I call the pause defeasible (not to belabor the point) because the sense one has is not only that the reader is asked to invest it with a meaning, to "fill in the blank" and finish (or continue) the poem, but also the creepy feeling the poet herself lies behind it all, guarding the curtain. "That is not what I meant at all. That is not it, at all," the poet of the defeasible pause says to us whenever we produce a reading that makes the poem ridiculous, or pretentious -- and such readings, when it comes to the defeasible pause, are in abundance. No exception here, where the phrase (and context) itself seems clipped from a Chick Lit novel ("There's no way through that," she said to herself in the taxi home from the party, as Richard's incapacity for emotional intimacy became clear.)

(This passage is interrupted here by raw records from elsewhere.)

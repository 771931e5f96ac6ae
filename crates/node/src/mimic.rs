//! Mimic ballots.
//!
//! A node that is syncing or broken does not author ballots, but the rest of
//! the suffrage would treat its silence as a stopped node and expel it. While
//! active, [`MimicBallots`] re-signs ballots observed from sync sources with
//! the local key and broadcasts them.

use crate::{BallotBroadcaster, StatesError};
use isaac_core::SuffrageProvider;
use isaac_types::{Ballot, BallotSignFact, LocalNode, NetworkId, NodeAddress, StagePoint};
use parking_lot::{Mutex, RwLock};
use std::collections::HashSet;
use std::sync::atomic::{AtomicBool, Ordering};
use std::sync::Arc;
use tracing::{debug, trace};

/// Re-broadcasts ballots of in-sync peers as the local node.
pub struct MimicBallots {
    local: LocalNode,
    network_id: NetworkId,
    suffrage: Arc<dyn SuffrageProvider>,
    broadcaster: Arc<BallotBroadcaster>,
    sources: RwLock<HashSet<NodeAddress>>,
    last: Mutex<Option<(StagePoint, bool)>>,
    active: AtomicBool,
}

impl MimicBallots {
    pub fn new(
        local: LocalNode,
        network_id: NetworkId,
        suffrage: Arc<dyn SuffrageProvider>,
        broadcaster: Arc<BallotBroadcaster>,
    ) -> Self {
        Self {
            local,
            network_id,
            suffrage,
            broadcaster,
            sources: RwLock::new(HashSet::new()),
            last: Mutex::new(None),
            active: AtomicBool::new(false),
        }
    }

    /// Mimic ballots of `node` from now on.
    pub fn add_source(&self, node: NodeAddress) {
        self.sources.write().insert(node);
    }

    pub fn remove_source(&self, node: &NodeAddress) {
        self.sources.write().remove(node);
    }

    pub fn start(&self) {
        if !self.active.swap(true, Ordering::SeqCst) {
            debug!("mimic ballots started");
        }
    }

    pub fn stop(&self) {
        if self.active.swap(false, Ordering::SeqCst) {
            *self.last.lock() = None;
            debug!("mimic ballots stopped");
        }
    }

    pub fn is_active(&self) -> bool {
        self.active.load(Ordering::SeqCst)
    }

    /// Re-sign and broadcast `ballot` if it comes from a source, is newer
    /// than the last mimicked ballot, and the local node votes at its height.
    ///
    /// Expels against the local node are dropped from the new ballot.
    pub fn observe(&self, ballot: &Ballot) -> Result<bool, StatesError> {
        if !self.is_active()
            || ballot.node() == self.local.address()
            || !self.sources.read().contains(ballot.node())
        {
            return Ok(false);
        }

        let key = (ballot.stage_point(), ballot.is_suffrage_confirm());
        {
            let mut last = self.last.lock();
            if matches!(*last, Some(l) if key <= l) {
                return Ok(false);
            }

            match self.suffrage.suffrage(key.0.height())? {
                Some(s) if s.exists(self.local.address()) => {}
                _ => return Ok(false),
            }
            *last = Some(key);
        }

        let mut fact = ballot.fact().clone();
        let mut expels = Vec::with_capacity(ballot.expels.len());
        for op in &ballot.expels {
            if op.expelled() == self.local.address() {
                fact = fact.without_expel(&op.fact_hash());
            } else {
                expels.push(op.clone());
            }
        }

        let mimic = Ballot::new(
            ballot.voteproof.clone(),
            BallotSignFact::new(fact, &self.local, &self.network_id),
            expels,
        );
        trace!(stage_point = %key.0, from = %ballot.node(), "mimic ballot");
        self.broadcaster.broadcast(mimic)?;
        Ok(true)
    }
}

#[cfg(test)]
mod tests {
    use super::*;
    use isaac_bft::{Ballotbox, IsaacParams};
    use isaac_core::{OutboundMessage, StaticSuffrage};
    use isaac_test_helpers::{init_ballot, make_nodes, make_suffrage, network_id, point};
    use isaac_types::{BallotFact, ExpelFact, ExpelOperation, Height};
    use tokio::sync::mpsc;

    fn new_mimic(
        nodes: &[LocalNode],
    ) -> (MimicBallots, mpsc::UnboundedReceiver<OutboundMessage>) {
        let suffrage: Arc<dyn SuffrageProvider> = Arc::new(StaticSuffrage(make_suffrage(nodes)));
        let ballotbox = Arc::new(Ballotbox::new(network_id(), suffrage.clone(), 16, 4));
        let (tx, rx) = mpsc::unbounded_channel();
        let broadcaster = Arc::new(BallotBroadcaster::new(
            Arc::new(IsaacParams::new(network_id())),
            ballotbox,
            Arc::new(tx),
        ));
        (
            MimicBallots::new(nodes[0].clone(), network_id(), suffrage, broadcaster),
            rx,
        )
    }

    fn sent(rx: &mut mpsc::UnboundedReceiver<OutboundMessage>) -> Ballot {
        match rx.try_recv().unwrap() {
            OutboundMessage::Ballot(g) => g.into_ballot(),
            other => panic!("unexpected {}", other.type_name()),
        }
    }

    #[tokio::test]
    async fn test_mimic_source_ballots() {
        let nodes = make_nodes(3);
        let (mimic, mut rx) = new_mimic(&nodes);
        let ballot = init_ballot(&nodes[1], point(33, 0), &nodes);

        // inactive
        assert!(!mimic.observe(&ballot).unwrap());

        mimic.start();
        // not a source
        assert!(!mimic.observe(&ballot).unwrap());

        mimic.add_source(nodes[1].address().clone());
        assert!(mimic.observe(&ballot).unwrap());
        let m = sent(&mut rx);
        assert_eq!(m.node(), nodes[0].address());
        assert_eq!(m.fact(), ballot.fact());
        assert!(m.is_valid(&network_id()).is_ok());

        // same stage-point again
        let other = init_ballot(&nodes[2], point(33, 0), &nodes);
        mimic.add_source(nodes[2].address().clone());
        assert!(!mimic.observe(&other).unwrap());

        mimic.stop();
        assert!(!mimic.observe(&init_ballot(&nodes[1], point(34, 0), &nodes)).unwrap());
    }

    #[tokio::test]
    async fn test_local_expel_dropped() {
        let nodes = make_nodes(3);
        let (mimic, mut rx) = new_mimic(&nodes);
        mimic.start();
        mimic.add_source(nodes[1].address().clone());

        let expel = |target: &LocalNode| {
            let mut op = ExpelOperation::new(ExpelFact {
                node: target.address().clone(),
                reason: "stopped".into(),
                valid_start: Height(33),
                valid_end: Height(35),
            });
            op.sign(&nodes[1], &network_id());
            op
        };
        let expels = vec![expel(&nodes[0]), expel(&nodes[2])];

        let base = init_ballot(&nodes[1], point(33, 0), &nodes);
        let mut fact = match base.fact().clone() {
            BallotFact::Init(f) => f,
            _ => unreachable!(),
        };
        fact.expels = expels.iter().map(|e| e.fact_hash()).collect();
        let ballot = Ballot::new(
            base.voteproof.clone(),
            BallotSignFact::new(
                BallotFact::Init(fact),
                &nodes[1],
                &network_id(),
            ),
            expels.clone(),
        );

        assert!(mimic.observe(&ballot).unwrap());
        let m = sent(&mut rx);
        assert_eq!(m.expels, vec![expels[1].clone()]);
        assert_eq!(m.fact().expels(), &[expels[1].fact_hash()]);
    }
}
//! Ballot gossip message.

use crate::NetworkMessage;
use isaac_types::Ballot;
use serde::{Deserialize, Serialize};

/// A ballot broadcast to the consensus nodes.
#[derive(Debug, Clone, PartialEq, Serialize, Deserialize)]
pub struct BallotGossip {
    /// The ballot being gossiped
    pub ballot: Ballot,
}

impl BallotGossip {
    /// Create a new ballot gossip message.
    pub fn new(ballot: Ballot) -> Self {
        Self { ballot }
    }

    /// Get the inner ballot.
    pub fn ballot(&self) -> &Ballot {
        &self.ballot
    }

    /// Consume and return the inner ballot.
    pub fn into_ballot(self) -> Ballot {
        self.ballot
    }
}

impl NetworkMessage for BallotGossip {
    fn message_type_id() -> &'static str {
        "isaac.ballot"
    }
}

Indeed, the defeasible pause is, in the end, a pause that never actually means; such a creature exists in limbo, a kind of negative theology. It means everything and nothing; its true purpose is to generate an aura of depth, of beyond-language, to attach to the poet. At best, it's a gnomic utterance for the psychoanalyist to unpack over the course of therapy -- but you'd struggle to find it in the Confessionals, who were all too frustrated with totemic personal touchstones to drag them into the Dream Songs. I've written critically of the 20th century commonplace "end on an image and don't explain", a suggestion from I believe Richard Hugo's Triggering Town; here we don't end on an image but rather a sigh.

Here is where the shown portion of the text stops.